■ Task brief
Pull out every line from the listing that has the word "range".

*** Source information Section Begins ***

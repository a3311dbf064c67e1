// SPDX-License-Identifier: AGPL-3.0-or-later
//
// Copyright (C) 2026 Relational Network

//! Embedded auth database backed by redb (pure Rust, ACID).
//!
//! ## Table Layout
//!
//! - `wallet_identities`: address → serialized WalletIdentity
//! - `role_records`: composite key (project_id|role|principal_key) → serialized RoleRecord
//! - `projects`: project_id → serialized StoredProject

use std::path::Path;

use chrono::{DateTime, Utc};
use redb::{Database, ReadableDatabase, ReadableTable, TableDefinition};
use uuid::Uuid;

use super::records::{RoleRecord, StoredProject, WalletIdentity};
use crate::roles::{PrincipalType, Role};

// =============================================================================
// Table Definitions
// =============================================================================

/// Primary identity table: bech32 address → serialized WalletIdentity (JSON bytes).
const IDENTITIES: TableDefinition<&str, &[u8]> = TableDefinition::new("wallet_identities");

/// Role grants: composite key → serialized RoleRecord (JSON bytes).
/// Key format: `project_id|role|principal_key`, so one key per grant and
/// range scans by project prefix.
const ROLE_RECORDS: TableDefinition<&[u8], &[u8]> = TableDefinition::new("role_records");

/// Projects: uuid string → serialized StoredProject (JSON bytes).
const PROJECTS: TableDefinition<&str, &[u8]> = TableDefinition::new("projects");

// =============================================================================
// Error Type
// =============================================================================

#[derive(Debug, thiserror::Error)]
pub enum AuthDbError {
    #[error("redb error: {0}")]
    Redb(#[from] redb::Error),

    #[error("redb database error: {0}")]
    RedbDatabase(#[from] redb::DatabaseError),

    #[error("redb transaction error: {0}")]
    RedbTransaction(#[from] redb::TransactionError),

    #[error("redb table error: {0}")]
    RedbTable(#[from] redb::TableError),

    #[error("redb storage error: {0}")]
    RedbStorage(#[from] redb::StorageError),

    #[error("redb commit error: {0}")]
    RedbCommit(#[from] redb::CommitError),

    #[error("serialization error: {0}")]
    Serde(#[from] serde_json::Error),

    #[error("not found: {0}")]
    NotFound(String),
}

pub type AuthDbResult<T> = Result<T, AuthDbError>;

// =============================================================================
// Role Key Helpers
// =============================================================================

/// Build the composite key for one role grant.
///
/// Format: `project_id|role|principal_key`. None of the segments can
/// contain `|`: uuids are hex-and-hyphen, roles are lowercase ascii and
/// principal keys are bech32/hex with a `:` tag.
fn make_role_key(project_id: Uuid, role: Role, principal_key: &str) -> Vec<u8> {
    let project = project_id.to_string();
    let role = role.to_string();
    let mut key = Vec::with_capacity(project.len() + 1 + role.len() + 1 + principal_key.len());
    key.extend_from_slice(project.as_bytes());
    key.push(b'|');
    key.extend_from_slice(role.as_bytes());
    key.push(b'|');
    key.extend_from_slice(principal_key.as_bytes());
    key
}

/// Build a prefix key for range scanning all grants of a project.
fn make_project_prefix(project_id: Uuid) -> Vec<u8> {
    let project = project_id.to_string();
    let mut prefix = Vec::with_capacity(project.len() + 1);
    prefix.extend_from_slice(project.as_bytes());
    prefix.push(b'|');
    prefix
}

/// Build the upper bound for a project range scan (prefix with 0xFF bytes appended).
fn make_project_prefix_end(project_id: Uuid) -> Vec<u8> {
    let mut end = make_project_prefix(project_id);
    // Append enough 0xFF bytes to be past any valid key with this prefix
    end.extend_from_slice(&[0xFF; 20]);
    end
}

// =============================================================================
// AuthDatabase
// =============================================================================

/// Embedded ACID store for identities, role grants and project ownership.
pub struct AuthDatabase {
    db: Database,
}

impl AuthDatabase {
    /// Open (or create) the database at the given path.
    pub fn open(path: &Path) -> AuthDbResult<Self> {
        // Ensure parent directory exists
        if let Some(parent) = path.parent() {
            std::fs::create_dir_all(parent).ok();
        }
        let db = Database::create(path)?;

        // Pre-create all tables so later read transactions don't fail
        let write_txn = db.begin_write()?;
        {
            let _ = write_txn.open_table(IDENTITIES)?;
            let _ = write_txn.open_table(ROLE_RECORDS)?;
            let _ = write_txn.open_table(PROJECTS)?;
        }
        write_txn.commit()?;

        Ok(Self { db })
    }

    /// Cheap liveness probe used by the readiness endpoint.
    pub fn probe(&self) -> AuthDbResult<()> {
        let read_txn = self.db.begin_read()?;
        let _ = read_txn.open_table(PROJECTS)?;
        Ok(())
    }

    // =========================================================================
    // Wallet Identities
    // =========================================================================

    /// Look up a wallet identity by its bech32 address.
    pub fn get_identity(&self, address: &str) -> AuthDbResult<Option<WalletIdentity>> {
        let read_txn = self.db.begin_read()?;
        let table = read_txn.open_table(IDENTITIES)?;
        match table.get(address)? {
            Some(value) => {
                let identity: WalletIdentity = serde_json::from_slice(value.value())?;
                Ok(Some(identity))
            }
            None => Ok(None),
        }
    }

    /// Store a fresh login challenge for an address, creating the identity
    /// row if absent.
    ///
    /// Any outstanding challenge is silently replaced. Optional client
    /// hints overwrite stored values only when supplied; `verified_at`
    /// from a previous login always survives.
    pub fn upsert_login_nonce(
        &self,
        address: &str,
        nonce: &str,
        expires_at: DateTime<Utc>,
        wallet_name: Option<&str>,
        network_id: Option<i32>,
        stake_address: Option<&str>,
    ) -> AuthDbResult<()> {
        let write_txn = self.db.begin_write()?;
        {
            let mut table = write_txn.open_table(IDENTITIES)?;

            let existing_bytes = table.get(address)?.map(|v| v.value().to_vec());
            let mut identity = match existing_bytes {
                Some(bytes) => serde_json::from_slice(&bytes)?,
                None => WalletIdentity::new(address),
            };

            identity.nonce = Some(nonce.to_string());
            identity.nonce_expires_at = Some(expires_at);
            if let Some(name) = wallet_name {
                identity.wallet_name = Some(name.to_string());
            }
            if let Some(id) = network_id {
                identity.network_id = Some(id);
            }
            if let Some(stake) = stake_address {
                identity.stake_address = Some(stake.to_string());
            }

            let json = serde_json::to_vec(&identity)?;
            table.insert(address, json.as_slice())?;
        }
        write_txn.commit()?;
        Ok(())
    }

    /// Atomically consume a login challenge.
    ///
    /// Re-reads the identity inside the write transaction and only clears
    /// the nonce when it still equals `expected_nonce` and has not expired,
    /// so two racing logins with the same signed challenge cannot both
    /// succeed. Returns whether the challenge was consumed; on success the
    /// identity's `verified_at` is set to `now`.
    pub fn consume_nonce(
        &self,
        address: &str,
        expected_nonce: &str,
        now: DateTime<Utc>,
    ) -> AuthDbResult<bool> {
        let write_txn = self.db.begin_write()?;
        let consumed = {
            let mut table = write_txn.open_table(IDENTITIES)?;

            let existing_bytes = table.get(address)?.map(|v| v.value().to_vec());
            match existing_bytes {
                Some(bytes) => {
                    let mut identity: WalletIdentity = serde_json::from_slice(&bytes)?;
                    let live = identity.nonce.as_deref() == Some(expected_nonce)
                        && identity.nonce_expires_at.is_some_and(|exp| exp > now);
                    if live {
                        identity.nonce = None;
                        identity.nonce_expires_at = None;
                        identity.verified_at = Some(now);
                        let json = serde_json::to_vec(&identity)?;
                        table.insert(address, json.as_slice())?;
                    }
                    live
                }
                None => false,
            }
        };
        write_txn.commit()?;
        Ok(consumed)
    }

    // =========================================================================
    // Projects
    // =========================================================================

    /// Look up a project row by id.
    pub fn get_project(&self, project_id: Uuid) -> AuthDbResult<Option<StoredProject>> {
        let key = project_id.to_string();
        let read_txn = self.db.begin_read()?;
        let table = read_txn.open_table(PROJECTS)?;
        match table.get(key.as_str())? {
            Some(value) => {
                let project: StoredProject = serde_json::from_slice(value.value())?;
                Ok(Some(project))
            }
            None => Ok(None),
        }
    }

    /// Insert or replace a project row. Used by startup seeding; the
    /// dashboard CRUD surface normally owns this table.
    pub fn insert_project(&self, project: &StoredProject) -> AuthDbResult<()> {
        let key = project.id.to_string();
        let json = serde_json::to_vec(project)?;
        let write_txn = self.db.begin_write()?;
        {
            let mut table = write_txn.open_table(PROJECTS)?;
            table.insert(key.as_str(), json.as_slice())?;
        }
        write_txn.commit()?;
        Ok(())
    }

    // =========================================================================
    // Role Records
    // =========================================================================

    /// Insert or replace a role grant under its composite key.
    pub fn upsert_role(&self, record: &RoleRecord) -> AuthDbResult<()> {
        let key = make_role_key(record.project_id, record.role, &record.principal_key());
        let json = serde_json::to_vec(record)?;
        let write_txn = self.db.begin_write()?;
        {
            let mut table = write_txn.open_table(ROLE_RECORDS)?;
            table.insert(key.as_slice(), json.as_slice())?;
        }
        write_txn.commit()?;
        Ok(())
    }

    /// Look up a single grant by its key parts.
    pub fn get_role(
        &self,
        project_id: Uuid,
        role: Role,
        principal_key: &str,
    ) -> AuthDbResult<Option<RoleRecord>> {
        let key = make_role_key(project_id, role, principal_key);
        let read_txn = self.db.begin_read()?;
        let table = read_txn.open_table(ROLE_RECORDS)?;
        match table.get(key.as_slice())? {
            Some(value) => {
                let record: RoleRecord = serde_json::from_slice(value.value())?;
                Ok(Some(record))
            }
            None => Ok(None),
        }
    }

    /// Remove a grant. Returns whether it existed.
    pub fn delete_role(
        &self,
        project_id: Uuid,
        role: Role,
        principal_key: &str,
    ) -> AuthDbResult<bool> {
        let key = make_role_key(project_id, role, principal_key);
        let write_txn = self.db.begin_write()?;
        let existed = {
            let mut table = write_txn.open_table(ROLE_RECORDS)?;
            let removed = table.remove(key.as_slice())?.is_some();
            removed
        };
        write_txn.commit()?;
        Ok(existed)
    }

    /// All grants of a project, in key order.
    pub fn list_roles(&self, project_id: Uuid) -> AuthDbResult<Vec<RoleRecord>> {
        let read_txn = self.db.begin_read()?;
        let table = read_txn.open_table(ROLE_RECORDS)?;

        let prefix = make_project_prefix(project_id);
        let prefix_end = make_project_prefix_end(project_id);

        let mut records = Vec::new();
        for entry in table.range(prefix.as_slice()..prefix_end.as_slice())? {
            let entry = entry?;
            let record: RoleRecord = serde_json::from_slice(entry.1.value())?;
            records.push(record);
        }
        Ok(records)
    }

    /// Number of non-owner grants on a project, for the grant cap.
    pub fn count_non_owner_roles(&self, project_id: Uuid) -> AuthDbResult<usize> {
        let records = self.list_roles(project_id)?;
        Ok(records.iter().filter(|r| r.role != Role::Owner).count())
    }

    /// Wallet-principal grants across all projects that still await
    /// fingerprint resolution: no fingerprint yet, mint reference
    /// present. Full scan; the table holds one row per grant.
    pub fn list_unreconciled_roles(&self) -> AuthDbResult<Vec<RoleRecord>> {
        let read_txn = self.db.begin_read()?;
        let table = read_txn.open_table(ROLE_RECORDS)?;

        let mut records = Vec::new();
        for entry in table.iter()? {
            let entry = entry?;
            let record: RoleRecord = serde_json::from_slice(entry.1.value())?;
            if record.principal_type == PrincipalType::Wallet
                && record.fingerprint.is_none()
                && record.txhash.is_some()
            {
                records.push(record);
            }
        }
        Ok(records)
    }

    /// Re-key one grant from its current principal to a resolved
    /// fingerprint principal, in a single transaction.
    ///
    /// `migrated` must already carry the fingerprint fields; its old key
    /// segment is supplied separately because the record no longer knows it.
    pub fn migrate_role(
        &self,
        old_principal_key: &str,
        migrated: &RoleRecord,
    ) -> AuthDbResult<()> {
        let old_key = make_role_key(migrated.project_id, migrated.role, old_principal_key);
        let new_key = make_role_key(migrated.project_id, migrated.role, &migrated.principal_key());
        let json = serde_json::to_vec(migrated)?;

        let write_txn = self.db.begin_write()?;
        {
            let mut table = write_txn.open_table(ROLE_RECORDS)?;
            table.remove(old_key.as_slice())?;
            table.insert(new_key.as_slice(), json.as_slice())?;
        }
        write_txn.commit()?;
        Ok(())
    }
}

// =============================================================================
// Tests
// =============================================================================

*** Source information Section Ends ***

■ Response to the exercise
/// range scans by project prefix.
/// Build a prefix key for range scanning all grants of a project.
/// Build the upper bound for a project range scan (prefix with 0xFF bytes appended).
        for entry in table.range(prefix.as_slice()..prefix_end.as_slice())? {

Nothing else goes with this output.